Saharan silver ant (Cataglyphis bombycina) keeps cool by reflecting light and dissipating heat with its triangular-sectioned silvery hair.
Saharan silver ant lives in Sahara Desert - one of the hottest places on earth - where temperatures easily reach 80°C. It has adapted itself to this extreme climate by evolving its hair into a silvery, shiny light reflecting nano-structured surface to dissipate excess heat from its body. The unique morphology of its prism-like shaped hair has a flat base that lies against the body of the ant, while the other two sides are grooved. When light enters through one of the grooved sides, it reflects off of the base, and then exits from the other grooved side. Multiple grooves enable multiple rays of light to be reflected within the same hair simultaneously. The hairs are densely packed to ensure that a minimal amount of sunlight reaches the ant’s body underneath, keeping it 2°C cooler than it would be without the hairs.

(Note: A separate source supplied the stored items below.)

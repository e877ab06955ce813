use async_trait::async_trait;
use thiserror::Error;

use super::query::{Record, RecordQuery};

/// Common result alias for storage operations.
pub type StorageResult<T> = Result<T, StorageError>;

#[derive(Debug, Error, Clone, PartialEq, Eq)]
pub enum StorageError {
    #[error("record store backend error: {0}")]
    Backend(String),
    #[error("unknown table `{0}`")]
    UnknownTable(String),
    #[error("unknown field `{field}` on table `{table}`")]
    UnknownField { table: String, field: String },
    #[error("record from `{table}` is missing field `{field}`")]
    MissingField { table: String, field: String },
}

impl StorageError {
    pub fn from_source(err: impl std::fmt::Display) -> Self {
        Self::Backend(err.to_string())
    }
}

/// Generic "fetch records matching a filter from a named table" capability.
#[async_trait]
pub trait RecordStore: Send + Sync {
    async fn query(&self, query: &RecordQuery) -> StorageResult<Vec<Record>>;
}

#[async_trait]
impl<S> RecordStore for std::sync::Arc<S>
where
    S: RecordStore + ?Sized,
{
    async fn query(&self, query: &RecordQuery) -> StorageResult<Vec<Record>> {
        self.as_ref().query(query).await
    }
}
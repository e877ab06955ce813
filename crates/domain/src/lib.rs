//! Domain-level building blocks shared across the dispatch and API crates.
//!
//! Everything needed to turn a configuration name into a resolved endpoint
//! lives here: the record-store seam, the two-step config resolver, the
//! endpoint selector and the collaborator traits the orchestrator drives.

pub mod config;
pub mod error;
pub mod model;
pub mod services;
pub mod storage;

pub use error::RelayError;
pub use model::*;
pub use storage::*;
use thiserror::Error;

use crate::model::{IdentifierError, TransportError};
use crate::storage::StorageError;

/// Every way resolving or calling an endpoint can fail.
#[derive(Debug, Error)]
pub enum RelayError {
    #[error("configuration `{name}` not found ({matches} matching definitions)")]
    ConfigNotFound { name: String, matches: usize },
    #[error(
        "configuration `{name}` has {matches} values for definition `{definition_id}`, expected one"
    )]
    ConfigValueMissing {
        name: String,
        definition_id: String,
        matches: usize,
    },
    #[error("malformed endpoint configuration: {0}")]
    MalformedConfig(#[from] serde_json::Error),
    #[error("no endpoint configured for environment `{environment}`")]
    NoEndpointForEnvironment { environment: String },
    #[error("record store query for `{name}` on `{table}` failed ({query}): {source}")]
    RecordStore {
        name: String,
        table: String,
        query: String,
        #[source]
        source: StorageError,
    },
    #[error("transport error: {0}")]
    Transport(#[from] TransportError),
    #[error("request failed with status {status}: {reason}")]
    RequestFailed { status: u16, reason: String },
    #[error("invalid identifier: {0}")]
    InvalidIdentifier(#[from] IdentifierError),
}
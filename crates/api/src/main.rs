mod application;
mod handlers;
mod state;


use std::io;

#[actix_web::main]
async fn main() -> io::Result<()> {
    if let Err(err) = application::run().await {
        eprintln!("[api] bootstrap failed: {err}");
        return Err(io::Error::other(err.to_string()));
    }

    Ok(())
}
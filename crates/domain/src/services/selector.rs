use crate::error::RelayError;
use crate::model::{EndpointMap, ResolvedEndpoint};

/// Picks the endpoint configured for `current_environment`.
///
/// Returns `Ok(None)` when the payload is well formed but has no usable
/// entry for the environment; malformed payloads are `MalformedConfig`.
/// Duplicate environments resolve to the first occurrence, and a first
/// occurrence with an empty endpoint counts as no match.
pub fn select_endpoint(
    raw_text: &str,
    current_environment: &str,
) -> Result<Option<ResolvedEndpoint>, RelayError> {
    let map = EndpointMap::parse(raw_text)?;
    Ok(map
        .find(current_environment)
        .filter(|entry| !entry.endpoint.is_empty())
        .map(|entry| ResolvedEndpoint::new(entry.endpoint.clone())))
}
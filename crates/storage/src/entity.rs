pub mod configuration_definitions {
    use sea_orm::entity::prelude::*;

    #[derive(Clone, Debug, PartialEq, DeriveEntityModel)]
    #[sea_orm(table_name = "configuration_definitions")]
    pub struct Model {
        #[sea_orm(primary_key, auto_increment = false)]
        pub id: String,
        pub display_name: String,
    }

    #[derive(Debug, Clone, Copy, EnumIter, DeriveRelation)]
    pub enum Relation {}

    impl ActiveModelBehavior for ActiveModel {}
}

pub mod configuration_values {
    use sea_orm::entity::prelude::*;

    #[derive(Clone, Debug, PartialEq, DeriveEntityModel)]
    #[sea_orm(table_name = "configuration_values")]
    pub struct Model {
        #[sea_orm(primary_key, auto_increment = false)]
        pub id: String,
        pub definition_id: String,
        pub raw_text: String,
    }

    #[derive(Debug, Clone, Copy, EnumIter, DeriveRelation)]
    pub enum Relation {}

    impl ActiveModelBehavior for ActiveModel {}
}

The specific shape of the hairs reduce heat absorption by maximizing the amount of light that is reflected off their surface, a process known as total internal reflection (TIR). This helps the ant cool down by 2°C. Other two benefits of the hairs cool the ant off by an additional 5-10°C. The first one is reducing heat absorption by reflecting solar radiation from both visible and non-visible parts of the electromagnetic spectrum, including the near-infrared (NIR). The second one is a particularly effective method of offloading excess heat. The shape of the hairs increases the ant’s ability to radiate heat—known as emissivity—in a specific range of the electromagnetic spectrum, the mid-infrared (MIR). Within this range, the ant’s warm body can most effectively give off excess heat energy to cooler surrounding air via thermal radiation.
Shi et al. (2015). Keeping cool: Enhanced optical reflection and radiative heat dissipation in Saharan silver ants. Science, 349. pp. 298-301.
Raman et al. (2014). Passive radiative cooling below ambient air temperature under direct sunlight. Nature, 515. pp. 540-544.